Editorial: A gap in coverage
Tuesday, Sept. 26, 2006 | 7:21 a.m.
Millions of older Americans are falling into Medicare's "doughnut hole" this month as the program's temporary gap in their prescription drug coverage takes hold and forces them to pay full price for their medicines.
The so-called "doughnut hole" is built into the new Medicare Part D drug plan that took effect in January. Medicare is the federally funded health care program for people age 65 and older. The new drug benefit calls for suspending federal subsidies of a participant's prescriptions once his or her coverage has hit $2,250. The coverage resumes only after participants have spent $3,600 of their own money buying prescriptions.
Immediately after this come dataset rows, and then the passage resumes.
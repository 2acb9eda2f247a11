//! Power-law, exponential and logarithmic floors.
//!
//! Each one maps the support points into a space where the model is a straight
//! line, fits that line by least squares, then evaluates the model at every
//! series point. r2 is reported in the linearised space.

use crate::domain::{PricePoint, SwingLow};
use crate::models::{CurvePoint, FitParams, FitResult};
use crate::utils::maths_utils::linear_regression;

use super::{series_day_offsets, support_day_offsets};

/// `low ≈ a * (days + 1)^b`, fitted as `ln(low)` against `ln(days + 1)`.
pub fn power_law(support_points: &[SwingLow], series: &[PricePoint]) -> FitResult {
    let xs: Vec<f64> = support_day_offsets(support_points, series)
        .into_iter()
        .map(|d| (d + 1.0).ln())
        .collect();
    let ys: Vec<f64> = support_points.iter().map(|s| s.low.ln()).collect();

    let fit = linear_regression(&xs, &ys);
    let a = fit.intercept.exp();
    let b = fit.slope;

    FitResult {
        curve: evaluate(series, |d| a * (d + 1.0).powf(b)),
        params: FitParams::PowerLaw { a, b },
        r2: Some(fit.r2),
        name: "Power Law".to_string(),
    }
}

/// `low ≈ a * e^(b * days)`, fitted as `ln(low)` against `days`.
pub fn exponential(support_points: &[SwingLow], series: &[PricePoint]) -> FitResult {
    let xs = support_day_offsets(support_points, series);
    let ys: Vec<f64> = support_points.iter().map(|s| s.low.ln()).collect();

    let fit = linear_regression(&xs, &ys);
    let a = fit.intercept.exp();
    let b = fit.slope;

    FitResult {
        curve: evaluate(series, |d| a * (b * d).exp()),
        params: FitParams::Exponential { a, b },
        r2: Some(fit.r2),
        name: "Exponential".to_string(),
    }
}

/// `low ≈ a + b * ln(days + 1)`, fitted as `low` against `ln(days + 1)`.
pub fn logarithmic(support_points: &[SwingLow], series: &[PricePoint]) -> FitResult {
    let xs: Vec<f64> = support_day_offsets(support_points, series)
        .into_iter()
        .map(|d| (d + 1.0).ln())
        .collect();
    let ys: Vec<f64> = support_points.iter().map(|s| s.low).collect();

    let fit = linear_regression(&xs, &ys);
    let a = fit.intercept;
    let b = fit.slope;

    FitResult {
        curve: evaluate(series, |d| a + b * (d + 1.0).ln()),
        params: FitParams::Logarithmic { a, b },
        r2: Some(fit.r2),
        name: "Logarithmic".to_string(),
    }
}

fn evaluate(series: &[PricePoint], model: impl Fn(f64) -> f64) -> Vec<CurvePoint> {
    series
        .iter()
        .zip(series_day_offsets(series))
        .map(|(point, days)| CurvePoint {
            time: point.time,
            value: model(days),
        })
        .collect()
}

#[cfg(test)]
mod tests {
    use super::*;
    use chrono::{Days, NaiveDate};

    const REL_TOL: f64 = 1e-6;

    fn rel_close(actual: f64, expected: f64) -> bool {
        (actual - expected).abs() <= REL_TOL * expected.abs().max(1e-12)
    }

    /// Daily series whose low at day `d` is `model(d)`.
    fn series_from_model(days: usize, model: impl Fn(f64) -> f64) -> Vec<PricePoint> {
        let start = NaiveDate::from_ymd_opt(2010, 1, 1).unwrap();
        (0..days)
            .map(|d| {
                let low = model(d as f64);
                PricePoint::new(start + Days::new(d as u64), low, low * 1.1, low, low)
            })
            .collect()
    }

    fn supports_at(series: &[PricePoint], indices: &[usize]) -> Vec<SwingLow> {
        indices
            .iter()
            .map(|&index| SwingLow {
                index,
                time: series[index].time,
                low: series[index].low,
            })
            .collect()
    }

    #[test]
    fn power_law_recovers_known_parameters() {
        let (a, b) = (3.5, 0.75);
        let series = series_from_model(400, |d| a * (d + 1.0).powf(b));
        let supports = supports_at(&series, &[0, 37, 120, 250, 399]);

        let result = power_law(&supports, &series);
        let FitParams::PowerLaw { a: fit_a, b: fit_b } = result.params else {
            panic!("wrong params variant");
        };
        assert!(rel_close(fit_a, a));
        assert!(rel_close(fit_b, b));
        assert!(rel_close(result.r2.unwrap(), 1.0));
        assert_eq!(result.curve.len(), series.len());
        assert!(rel_close(result.curve[200].value, series[200].low));
    }

    #[test]
    fn exponential_recovers_known_parameters() {
        let (a, b) = (250.0, 0.0015);
        let series = series_from_model(1000, |d| a * (b * d).exp());
        let supports = supports_at(&series, &[10, 300, 640, 999]);

        let result = exponential(&supports, &series);
        let FitParams::Exponential { a: fit_a, b: fit_b } = result.params else {
            panic!("wrong params variant");
        };
        assert!(rel_close(fit_a, a));
        assert!(rel_close(fit_b, b));
        assert!(rel_close(result.r2.unwrap(), 1.0));
        assert!(rel_close(result.curve[0].value, a));
    }

    #[test]
    fn logarithmic_recovers_known_parameters() {
        let (a, b) = (40.0, 12.0);
        let series = series_from_model(500, |d| a + b * (d + 1.0).ln());
        let supports = supports_at(&series, &[3, 90, 260, 480]);

        let result = logarithmic(&supports, &series);
        let FitParams::Logarithmic { a: fit_a, b: fit_b } = result.params else {
            panic!("wrong params variant");
        };
        assert!(rel_close(fit_a, a));
        assert!(rel_close(fit_b, b));
        assert!(rel_close(result.r2.unwrap(), 1.0));
        // ln(0 + 1) = 0, so the first value is the intercept
        assert!(rel_close(result.curve[0].value, a));
    }

    #[test]
    fn noisy_supports_give_r2_below_one() {
        let series = series_from_model(100, |d| 10.0 + d);
        let mut supports = supports_at(&series, &[5, 30, 60, 90]);
        supports[1].low *= 1.2;
        supports[2].low *= 0.9;
        let r2 = power_law(&supports, &series).r2.unwrap();
        assert!(r2 < 1.0);
    }

    #[test]
    fn fewer_than_two_supports_is_degenerate() {
        let series = series_from_model(30, |d| 100.0 + d);

        for supports in [Vec::new(), supports_at(&series, &[12])] {
            let result = power_law(&supports, &series);
            assert_eq!(result.params, FitParams::PowerLaw { a: 1.0, b: 0.0 });
            assert_eq!(result.r2, Some(0.0));
            assert!(result.curve.iter().all(|p| p.value == 1.0));

            let result = exponential(&supports, &series);
            assert_eq!(result.params, FitParams::Exponential { a: 1.0, b: 0.0 });
            assert!(result.curve.iter().all(|p| p.value == 1.0));

            let result = logarithmic(&supports, &series);
            assert_eq!(result.params, FitParams::Logarithmic { a: 0.0, b: 0.0 });
            assert!(result.curve.iter().all(|p| p.value == 0.0));
        }
    }

    #[test]
    fn non_positive_lows_propagate_nan() {
        let series = series_from_model(10, |d| 5.0 + d);
        let mut supports = supports_at(&series, &[2, 5, 8]);
        supports[1].low = -1.0;
        let result = power_law(&supports, &series);
        assert!(result.curve.iter().all(|p| p.value.is_nan()));
        assert!(result.display_curve().is_empty());
    }
}
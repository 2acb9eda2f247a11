#![allow(clippy::collapsible_if)]

// Core modules
pub mod analysis;
pub mod config;
pub mod data;
pub mod domain;
pub mod models;
pub mod strategies;
pub mod utils;

use std::path::PathBuf;

use anyhow::{Result, bail};

// Re-export commonly used types
pub use analysis::{detect_swing_lows, select_lowest};
pub use config::FitConfig;
pub use domain::{PricePoint, SwingLow};
pub use models::{CurvePoint, FitParams, FitResult, SeriesSummary};
pub use strategies::{Strategy, compute_curve};

#[cfg(debug_assertions)]
use crate::config::DEBUG_FLAGS;
use crate::config::{FIT_DEFAULTS, demo_series_path};

// CLI argument parsing
use clap::Parser;

#[derive(Parser, Debug, Clone)]
#[command(author, version, about = "Fit a long-run support floor beneath a price series", long_about = None)]
pub struct Cli {
    /// JSON series file: an array of {time, open, high, low, close}
    #[arg(long, short, default_value_os_t = demo_series_path())]
    pub input: PathBuf,

    /// Curve model: powerlaw, exponential, polynomial, logarithmic, geometric, percentile
    #[arg(long, short, default_value_t = FIT_DEFAULTS.strategy)]
    pub strategy: Strategy,

    /// Number of lowest swing lows used as support points
    #[arg(long, default_value_t = FIT_DEFAULTS.support_point_count)]
    pub support_points: usize,

    /// Polynomial degree (polynomial strategy only)
    #[arg(long, default_value_t = FIT_DEFAULTS.polynomial_degree)]
    pub degree: usize,

    /// Rank fraction in [0, 1] (percentile strategy only)
    #[arg(long, default_value_t = FIT_DEFAULTS.envelope.percentile_fraction)]
    pub percentile: f64,

    /// Trailing window length in points (envelope strategies only)
    #[arg(long, default_value_t = FIT_DEFAULTS.envelope.rolling_window_size)]
    pub window: usize,

    /// Write the fit result JSON here instead of stdout
    #[arg(long, short)]
    pub output: Option<PathBuf>,

    /// Print headline statistics of the input series
    #[arg(long, default_value_t = false)]
    pub summary: bool,

    /// Keep only plottable curve points (finite and positive) in the output
    #[arg(long, default_value_t = false)]
    pub display_only: bool,
}

impl Cli {
    /// Builds the fit settings snapshot, rejecting values the core cannot use.
    pub fn fit_config(&self) -> Result<FitConfig> {
        if !(0.0..=1.0).contains(&self.percentile) {
            bail!("--percentile must be within [0, 1], got {}", self.percentile);
        }
        if self.degree == 0 {
            bail!("--degree must be at least 1");
        }
        if self.window == 0 {
            bail!("--window must be at least 1");
        }
        Ok(FitConfig {
            support_point_count: self.support_points,
            strategy: self.strategy,
            polynomial_degree: self.degree,
            percentile_fraction: self.percentile,
            rolling_window_size: self.window,
        })
    }
}

/// Full pipeline: swing lows, support selection, then the configured strategy.
pub fn fit_series(series: &[PricePoint], config: &FitConfig) -> FitResult {
    let swing_lows = detect_swing_lows(series);
    let support_points = select_lowest(&swing_lows, config.support_point_count);

    #[cfg(debug_assertions)]
    if DEBUG_FLAGS.print_swing_lows {
        log::info!(
            "{} swing lows, {} selected as support: {:?}",
            swing_lows.len(),
            support_points.len(),
            support_points
        );
    }

    compute_curve(config.strategy.as_ref(), &support_points, series, config)
}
According to a story by The Washington Post on Monday, about 3 million of the 23 million Americans on Medicare will hit the gap this year. And that coverage lapse only adds to the confusion that abounded when the Bush administration announced the new program, which included dozens of prescription plans from which seniors were to choose.
A spokesman for the Medicare Rights Center, a nonprofit group that helps seniors understand the system, told the Post that "many people feel blindsided" by the program that this month is forcing many to choose between spending hundreds of dollars they haven't budgeted or going without their medicines. One retired school lunchroom worker told the Post that her prescriptions that usually cost $58 for a three-month supply this month will run $1,294. As a result, she is going to forego one of her treatments for breast cancer and try to obtain free samples of eye drops for her glaucoma.
This plan has been bad medicine from the beginning. Pharmaceutical companies significantly raised the prices of some of the most popular maintenance drugs just months after the plan went into effect, and Medicare costs are rising to an unsustainable level. But increasing the financial burden for older Americans while drug companies make out on top is not the solution.